Note 4 – Acquisitions and Acquisition-Related Items

 

The Company had various acquisitions and other acquisition-related activity during the first three quarters of fiscal years 2012 and 2011. Certain acquisitions were accounted for as business combinations as noted below. In accordance with authoritative guidance on business combination accounting, the assets and liabilities of the company acquired were recorded as of the acquisition date, at their respective fair values, and consolidated with the Company. The purchase price is recorded based on estimates of the fair values of assets acquired and liabilities assumed. The pro forma impact of these acquisitions was not significant, individually or in the aggregate, to the results of the Company for the three and nine months ended January 27, 2012 or January 28, 2011. The results of operations related to each company acquired have been included in the Company's consolidated statements of earnings since the date each company was acquired.

 

Three and nine months ended January 27, 2012

 

Salient Surgical Technologies, Inc.

 

On August 31, 2011, the Company acquired Salient Surgical Technologies, Inc. (Salient). Salient develops and markets devices for haemostatic sealing of soft tissue and bone incorporating advanced energy technology. Salient's devices are used in a variety of surgical procedures including orthopedic surgery, spine, open abdominal, and thoracic procedures. Total consideration for the transaction was approximately $497 million. Medtronic had previously invested in Salient and held an 8.9 percent ownership position in the company. Net of this ownership position, the transaction value was approximately $452 million. Based upon the acquisition valuation, the Company acquired $154 million of technology-based intangible assets that had an estimated useful life of 12 years at the time of acquisition, $44 million of in-process research and development (IPR&D), $49 million of net tangible liabilities, and $348 million of goodwill. The value attributable to IPR&D has been capitalized as an indefinite-lived intangible asset. The IPR&D primarily relates to the future launch of Salient's concentric wire product. Acquired goodwill is not deductible for tax purposes.

 

The Company accounted for the acquisition of Salient as a business combination. During the three months ended January 27, 2012 the Company recorded minor adjustments to other intangible assets, goodwill and long-term deferred tax liabilities as a result of finalizing the valuation for fair value of intangible assets acquired. The Company recorded the identifiable assets acquired and liabilities assumed at fair values as follows:

 

(in millions)   
Current assets $20
Property, plant, and equipment  11
IPR&D  44
Other intangible assets  154
Goodwill  348
Other assets  1
Total assets acquired  578
    
Current liabilities  43
Long-term deferred tax liabilities, net  38
Total liabilities assumed  81
Net assets acquired $497

PEAK Surgical, Inc.

 

On August 31, 2011, the Company acquired PEAK Surgical, Inc. (PEAK). PEAK develops and markets tissue dissection devices incorporating advanced energy technology. Total consideration for the transaction was approximately $113 million. Medtronic had previously invested in PEAK and held an 18.9 percent ownership position in the company. Net of this ownership position, the transaction value was approximately $96 million. Based upon the acquisition valuation, the Company acquired $74 million of technology-based intangible assets that had an estimated useful life of 12 years at the time of acquisition, $17 million of net tangible liabilities, and $56 million of goodwill. Acquired goodwill is not deductible for tax purposes.

 

The Company accounted for the acquisition of PEAK as a business combination.

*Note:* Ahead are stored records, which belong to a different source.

//! Session driver tying training modules to the diff and render pipeline.
//!
//! A [`Shell`] resolves modules by id from its [`ModuleRegistry`] and opens
//! [`Session`]s. Each session tick builds the module's tree, diffs it against
//! the tree on screen, hands the patches to its renderer and encodes the
//! module's state for the server.

mod error;
mod input;
mod module;
mod options;
mod registry;
mod session;
mod shell;

pub use error::{RegistryError, ShellError};
pub use input::{InputEvent, InputOutcome};
pub use module::TrainingModule;
pub use options::ShellOptions;
pub use registry::{Difficulty, ModuleConstructor, ModuleDescriptor, ModuleRegistry};
pub use session::{Session, TickReport};
pub use shell::Shell;
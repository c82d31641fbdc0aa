//! Applying patch lists to a retained mirror of the tree.
//!
//! Within one sibling level: removals come first, then every node named by a
//! `Move` is detached, then inserts and movers are placed at their final
//! positions in ascending order. Siblings without a patch keep their relative
//! order, which is what makes the differ's longest-increasing-subsequence
//! move set sufficient. Unkeyed identities are renumbered once placement is
//! done, before any update patch of the level is resolved.

use thiserror::Error;

use crate::diff::{Patch, PropChanges};
use crate::node::{Identity, Node, NodeKey, NodePath, Props, Tag};

#[derive(Debug, Clone, PartialEq, Eq, Error)]
pub enum PatchError {
    #[error("no node with identity {identity} under {path}")]
    UnknownTarget { identity: Identity, path: NodePath },
    #[error("position {position} is out of bounds under {path} (len {len})")]
    PositionOutOfBounds {
        position: usize,
        len: usize,
        path: NodePath,
    },
}

/// A mutable node mirror that patches can be applied to.
pub trait PatchTarget: Sized {
    type Context;

    fn identity(&self) -> &Identity;
    fn assign_identity(&mut self, identity: Identity);
    fn key(&self) -> Option<&NodeKey>;
    fn children_mut(&mut self) -> &mut Vec<Self>;

    /// Builds the mirror of a freshly inserted subtree.
    fn mount(node: &Node, cx: &mut Self::Context) -> Self;
    /// Called with a removed subtree.
    fn unmount(self, cx: &mut Self::Context);
    fn moved(&mut self, cx: &mut Self::Context);
    fn update_props(&mut self, changes: &PropChanges, cx: &mut Self::Context);
    fn children_updated(&mut self, _cx: &mut Self::Context) {}
}

/// Renumbers a sibling list: keyed members by key, the rest by unkeyed ordinal.
pub fn assign_identities<T: PatchTarget>(list: &mut [T]) {
    let mut unkeyed = 0;
    for item in list {
        let identity = match item.key() {
            Some(key) => Identity::Key(key.clone()),
            None => {
                unkeyed += 1;
                Identity::Index(unkeyed - 1)
            }
        };
        item.assign_identity(identity);
    }
}

/// Applies a top-level patch list to `roots` (the virtual list holding the root).
pub fn apply_patches<T: PatchTarget>(
    roots: &mut Vec<T>,
    patches: &[Patch],
    cx: &mut T::Context,
) -> Result<(), PatchError> {
    let mut path = NodePath::root();
    apply_level(roots, patches, cx, &mut path)
}

fn apply_level<T: PatchTarget>(
    list: &mut Vec<T>,
    patches: &[Patch],
    cx: &mut T::Context,
    path: &mut NodePath,
) -> Result<(), PatchError> {
    let mut movers: Option<Vec<T>> = None;
    let mut renumber = false;
    for patch in patches {
        match patch {
            Patch::Remove { identity } => {
                let index = index_of(list, identity, path)?;
                list.remove(index).unmount(cx);
            }
            Patch::Insert { node, position } => {
                if movers.is_none() {
                    movers = Some(detach_movers(list, patches, path)?);
                }
                place(list, *position, T::mount(node, cx), path)?;
                renumber = true;
            }
            Patch::Move { identity, position } => {
                if movers.is_none() {
                    movers = Some(detach_movers(list, patches, path)?);
                }
                let detached = movers.get_or_insert_with(Vec::new);
                let slot = detached
                    .iter()
                    .position(|item| item.identity() == identity)
                    .ok_or_else(|| PatchError::UnknownTarget {
                        identity: identity.clone(),
                        path: path.clone(),
                    })?;
                let mut item = detached.swap_remove(slot);
                item.moved(cx);
                place(list, *position, item, path)?;
                renumber = true;
            }
            Patch::UpdateProps { identity, changes } => {
                if std::mem::take(&mut renumber) {
                    assign_identities(list);
                }
                let index = index_of(list, identity, path)?;
                list[index].update_props(changes, cx);
            }
            Patch::UpdateChildren {
                identity,
                patches: child_patches,
            } => {
                if std::mem::take(&mut renumber) {
                    assign_identities(list);
                }
                let index = index_of(list, identity, path)?;
                path.push(identity.clone());
                let result = apply_level(list[index].children_mut(), child_patches, cx, path);
                path.pop();
                result?;
                list[index].children_updated(cx);
            }
        }
    }
    if renumber {
        assign_identities(list);
    }
    Ok(())
}

fn detach_movers<T: PatchTarget>(
    list: &mut Vec<T>,
    patches: &[Patch],
    path: &NodePath,
) -> Result<Vec<T>, PatchError> {
    let mut detached = Vec::new();
    for patch in patches {
        if let Patch::Move { identity, .. } = patch {
            let index = index_of(list, identity, path)?;
            detached.push(list.remove(index));
        }
    }
    Ok(detached)
}

fn index_of<T: PatchTarget>(
    list: &[T],
    identity: &Identity,
    path: &NodePath,
) -> Result<usize, PatchError> {
    list.iter()
        .position(|item| item.identity() == identity)
        .ok_or_else(|| PatchError::UnknownTarget {
            identity: identity.clone(),
            path: path.clone(),
        })
}

fn place<T>(list: &mut Vec<T>, position: usize, item: T, path: &NodePath) -> Result<(), PatchError> {
    if position > list.len() {
        return Err(PatchError::PositionOutOfBounds {
            position,
            len: list.len(),
            path: path.clone(),
        });
    }
    list.insert(position, item);
    Ok(())
}

/// Plain mirror of a node tree, useful for checking that a patch list turns
/// the previous tree into the next one.
#[derive(Clone, Debug)]
pub struct MirrorNode {
    identity: Identity,
    tag: Tag,
    key: Option<NodeKey>,
    props: Props,
    children: Vec<MirrorNode>,
}

impl MirrorNode {
    /// Mirrors an optional root as a top-level list.
    pub fn list_from(root: Option<&Node>) -> Vec<MirrorNode> {
        let mut cx = ();
        let mut list: Vec<MirrorNode> = root
            .map(|node| MirrorNode::mount(node, &mut cx))
            .into_iter()
            .collect();
        assign_identities(&mut list);
        list
    }

    /// Rebuilds an immutable node from the mirror.
    pub fn to_node(&self) -> Node {
        let mut builder = Node::new(self.tag.clone());
        if let Some(key) = &self.key {
            builder = builder.key(key.clone());
        }
        for (name, value) in &self.props {
            builder = builder.prop(name.clone(), value.clone());
        }
        builder
            .children(self.children.iter().map(MirrorNode::to_node))
            .build()
    }
}

impl PatchTarget for MirrorNode {
    type Context = ();

    fn identity(&self) -> &Identity {
        &self.identity
    }

    fn assign_identity(&mut self, identity: Identity) {
        self.identity = identity;
    }

    fn key(&self) -> Option<&NodeKey> {
        self.key.as_ref()
    }

    fn children_mut(&mut self) -> &mut Vec<Self> {
        &mut self.children
    }

    fn mount(node: &Node, cx: &mut ()) -> Self {
        let mut children: Vec<MirrorNode> = node
            .children()
            .iter()
            .map(|child| MirrorNode::mount(child, cx))
            .collect();
        assign_identities(&mut children);
        MirrorNode {
            identity: Identity::Index(usize::MAX),
            tag: node.tag().to_owned().into(),
            key: node.key().cloned(),
            props: node.props().clone(),
            children,
        }
    }

    fn unmount(self, _cx: &mut ()) {}

    fn moved(&mut self, _cx: &mut ()) {}

    fn update_props(&mut self, changes: &PropChanges, _cx: &mut ()) {
        changes.apply_to(&mut self.props);
    }
}

#[cfg(test)]
#[path = "tests/patch_tests.rs"]
mod tests;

The Company recorded the identifiable assets acquired and liabilities assumed at fair values on the acquisition date as follows:

(in millions)   
Current assets $5
Property, plant, and equipment  5
Other intangible assets  74
Goodwill  56
Total assets acquired  140
    
Current liabilities  10
Long-term deferred tax liabilities, net  17
Total liabilities assumed  27
Net assets acquired $113

Other Acquisitions and Acquisition-Related Items

 

During the three and nine months ended January 27, 2012, the Company recorded net charges (net gain) from acquisition-related items of $15 million and $(1) million, respectively, including charges of $15 million and $32 million, respectively, related to the change in fair value of contingent milestone payments associated with acquisitions subsequent to April 29, 2009. Additionally, in connection with the acquisitions of Salient and PEAK, the Company recognized gains of $32 million and $6 million, respectively, during the nine months ended January 27, 2012 on its previously held investments. In connection with these acquisitions, the Company began to assess and formulate a plan for the elimination of duplicative positions and the termination of certain contractual obligations. As a result, the Company incurred approximately $5 million of certain acquisition-related costs, which included legal fees, severance costs, change in control costs, and contract termination costs. These amounts are included within acquisition-related items in the condensed consolidated statement of earnings.

 

During the nine months ended January 27, 2012, the Company reclassified $12 million of Physio-Control divestiture-related costs previously recorded in acquisition-related items within continuing operations on the condensed consolidated statements of earnings in the first and second quarters of fiscal year 2012 to discontinued operations.

 

 

Three and nine months ended January 28, 2011

 

Ardian, Inc.

 

On January 13, 2011, the Company acquired Ardian, Inc. (Ardian), a privately-held company. The Company had previously invested in Ardian and held an 11.3 percent ownership position prior to the acquisition. Ardian develops catheter-based therapies to treat uncontrolled hypertension and related conditions. Total consideration for the transaction was $1.020 billion, which includes the estimated fair value of revenue-based contingent consideration of $212 million. The terms of the transaction included an up-front cash payment of $717 million, excluding the Company's pro-rata share in Ardian, plus potential future commercial milestone payments equal to the annual revenue growth beginning in fiscal year 2012 through the end of the Company's fiscal year 2015. Based upon the acquisition valuation, the Company acquired $55 million of technology-based intangible assets that had an estimated useful life of 12 years at the time of acquisition, $191 million of IPR&D, $33 million of net tangible liabilities, and $807 million of goodwill. The value attributable to IPR&D has been capitalized as an indefinite-lived intangible asset. The IPR&D primarily relates to the future launch of Ardian's Symplicity Catheter System into the U.S. and Japan markets. Development costs needed to complete the project, estimated to be approximately $50 million, will be expensed as incurred. The goodwill is not deductible for tax purposes.

 

The Company accounted for the acquisition of Ardian as a business combination. The Company recorded the identifiable assets acquired and liabilities assumed at fair values on the acquisition date as follows:

 

 

 

(in millions)   
Current assets $12
Property, plant, and equipment  1
IPR&D  191
Other intangible assets  55
Goodwill  807
Total assets acquired  1,066
    
Current liabilities  10
Long-term deferred tax liabilities, net  36
Total liabilities assumed  46
Net assets acquired $1,020

Osteotech, Inc.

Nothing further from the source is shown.